• Exercise goal:
Only the lines of the data holding the string "struct" need to be returned.

--- Recorded data Enclosed Below ---

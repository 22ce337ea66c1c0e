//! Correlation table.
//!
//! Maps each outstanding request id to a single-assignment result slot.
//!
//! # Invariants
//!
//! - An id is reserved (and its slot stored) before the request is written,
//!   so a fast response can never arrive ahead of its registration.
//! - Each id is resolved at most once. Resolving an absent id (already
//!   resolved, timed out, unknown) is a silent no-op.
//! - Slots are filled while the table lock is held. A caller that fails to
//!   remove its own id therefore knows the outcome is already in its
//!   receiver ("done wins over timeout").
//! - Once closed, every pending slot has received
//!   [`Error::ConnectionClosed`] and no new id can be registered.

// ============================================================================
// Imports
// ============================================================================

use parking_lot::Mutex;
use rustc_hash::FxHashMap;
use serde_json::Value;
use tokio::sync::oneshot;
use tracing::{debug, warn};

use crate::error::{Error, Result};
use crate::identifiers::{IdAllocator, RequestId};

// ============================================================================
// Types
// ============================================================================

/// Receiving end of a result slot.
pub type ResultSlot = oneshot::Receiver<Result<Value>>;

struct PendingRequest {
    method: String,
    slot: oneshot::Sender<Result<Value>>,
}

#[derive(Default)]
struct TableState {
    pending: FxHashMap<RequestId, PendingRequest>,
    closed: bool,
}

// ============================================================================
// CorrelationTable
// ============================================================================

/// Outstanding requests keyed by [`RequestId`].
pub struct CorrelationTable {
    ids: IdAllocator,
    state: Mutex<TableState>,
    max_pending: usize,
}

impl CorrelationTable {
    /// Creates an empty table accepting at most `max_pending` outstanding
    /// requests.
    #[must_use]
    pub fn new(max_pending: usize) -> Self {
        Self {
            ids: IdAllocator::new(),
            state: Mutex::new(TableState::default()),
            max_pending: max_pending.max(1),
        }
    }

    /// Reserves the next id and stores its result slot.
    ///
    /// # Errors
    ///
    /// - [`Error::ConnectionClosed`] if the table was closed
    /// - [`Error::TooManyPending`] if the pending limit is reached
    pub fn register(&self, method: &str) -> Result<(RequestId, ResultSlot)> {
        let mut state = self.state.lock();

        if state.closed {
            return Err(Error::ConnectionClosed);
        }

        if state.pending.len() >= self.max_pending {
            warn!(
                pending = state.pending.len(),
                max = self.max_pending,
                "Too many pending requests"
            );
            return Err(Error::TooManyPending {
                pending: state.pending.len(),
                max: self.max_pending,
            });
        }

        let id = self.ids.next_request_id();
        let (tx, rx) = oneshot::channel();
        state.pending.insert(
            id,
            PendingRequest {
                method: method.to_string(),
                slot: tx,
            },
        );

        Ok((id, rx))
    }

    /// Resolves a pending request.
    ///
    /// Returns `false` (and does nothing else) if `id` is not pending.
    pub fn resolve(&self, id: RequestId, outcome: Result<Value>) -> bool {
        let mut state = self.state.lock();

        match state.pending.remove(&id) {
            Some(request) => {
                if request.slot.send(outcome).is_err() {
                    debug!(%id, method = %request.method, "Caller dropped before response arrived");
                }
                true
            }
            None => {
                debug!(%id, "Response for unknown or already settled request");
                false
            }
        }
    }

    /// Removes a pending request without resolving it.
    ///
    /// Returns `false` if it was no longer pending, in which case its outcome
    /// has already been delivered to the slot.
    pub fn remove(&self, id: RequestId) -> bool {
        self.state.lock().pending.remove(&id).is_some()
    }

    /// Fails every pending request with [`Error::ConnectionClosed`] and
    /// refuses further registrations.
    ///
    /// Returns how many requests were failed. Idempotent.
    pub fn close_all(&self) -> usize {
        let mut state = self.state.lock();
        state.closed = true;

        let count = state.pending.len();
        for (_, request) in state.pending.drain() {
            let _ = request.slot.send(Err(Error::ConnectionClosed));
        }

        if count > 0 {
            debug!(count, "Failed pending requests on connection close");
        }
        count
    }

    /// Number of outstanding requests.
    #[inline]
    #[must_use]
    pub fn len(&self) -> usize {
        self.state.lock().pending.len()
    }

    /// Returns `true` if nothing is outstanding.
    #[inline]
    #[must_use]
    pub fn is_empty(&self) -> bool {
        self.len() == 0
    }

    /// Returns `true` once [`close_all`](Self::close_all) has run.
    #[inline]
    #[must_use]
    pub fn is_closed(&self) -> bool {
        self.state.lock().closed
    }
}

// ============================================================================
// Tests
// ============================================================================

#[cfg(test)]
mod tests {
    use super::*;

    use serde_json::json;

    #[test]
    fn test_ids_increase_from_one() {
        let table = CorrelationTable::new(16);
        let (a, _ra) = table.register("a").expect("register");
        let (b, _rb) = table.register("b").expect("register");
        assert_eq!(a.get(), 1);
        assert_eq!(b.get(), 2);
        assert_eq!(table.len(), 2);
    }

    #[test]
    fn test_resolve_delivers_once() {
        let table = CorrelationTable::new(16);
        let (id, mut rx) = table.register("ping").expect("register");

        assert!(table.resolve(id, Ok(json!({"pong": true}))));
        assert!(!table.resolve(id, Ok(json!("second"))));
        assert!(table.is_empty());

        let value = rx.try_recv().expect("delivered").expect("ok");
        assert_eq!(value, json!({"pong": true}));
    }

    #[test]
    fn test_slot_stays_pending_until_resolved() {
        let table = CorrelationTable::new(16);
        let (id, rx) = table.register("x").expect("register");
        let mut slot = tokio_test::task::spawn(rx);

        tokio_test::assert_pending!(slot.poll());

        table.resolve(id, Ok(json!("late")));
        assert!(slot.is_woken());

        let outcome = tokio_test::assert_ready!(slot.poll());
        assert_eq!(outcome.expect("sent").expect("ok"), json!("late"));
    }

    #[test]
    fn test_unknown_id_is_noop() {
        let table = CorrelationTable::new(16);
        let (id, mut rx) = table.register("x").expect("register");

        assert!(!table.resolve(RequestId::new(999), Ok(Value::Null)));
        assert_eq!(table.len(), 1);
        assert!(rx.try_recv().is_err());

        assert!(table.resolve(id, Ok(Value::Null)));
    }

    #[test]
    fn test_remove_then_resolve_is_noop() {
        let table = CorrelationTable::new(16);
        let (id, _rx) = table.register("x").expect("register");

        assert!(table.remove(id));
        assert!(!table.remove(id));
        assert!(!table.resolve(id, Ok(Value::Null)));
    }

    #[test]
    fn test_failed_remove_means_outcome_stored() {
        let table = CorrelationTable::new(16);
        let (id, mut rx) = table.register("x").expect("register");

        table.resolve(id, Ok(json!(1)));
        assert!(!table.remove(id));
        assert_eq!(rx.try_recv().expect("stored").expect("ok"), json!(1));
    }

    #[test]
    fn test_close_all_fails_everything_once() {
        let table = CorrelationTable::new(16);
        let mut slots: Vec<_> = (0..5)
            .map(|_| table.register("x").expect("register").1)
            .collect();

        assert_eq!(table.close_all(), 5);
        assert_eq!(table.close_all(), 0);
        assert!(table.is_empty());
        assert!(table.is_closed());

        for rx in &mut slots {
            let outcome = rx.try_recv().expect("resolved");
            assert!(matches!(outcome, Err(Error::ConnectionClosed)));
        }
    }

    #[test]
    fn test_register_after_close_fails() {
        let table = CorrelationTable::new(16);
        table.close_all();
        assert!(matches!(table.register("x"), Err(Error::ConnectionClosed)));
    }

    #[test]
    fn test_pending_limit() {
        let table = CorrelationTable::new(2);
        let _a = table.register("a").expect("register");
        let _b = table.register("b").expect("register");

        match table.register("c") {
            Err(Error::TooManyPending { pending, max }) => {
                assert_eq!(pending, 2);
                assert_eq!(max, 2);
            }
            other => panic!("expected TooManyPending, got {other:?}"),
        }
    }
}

--- End of Enclosed Recorded data ---

• Answer below:
struct PendingRequest {
struct TableState {
pub struct CorrelationTable {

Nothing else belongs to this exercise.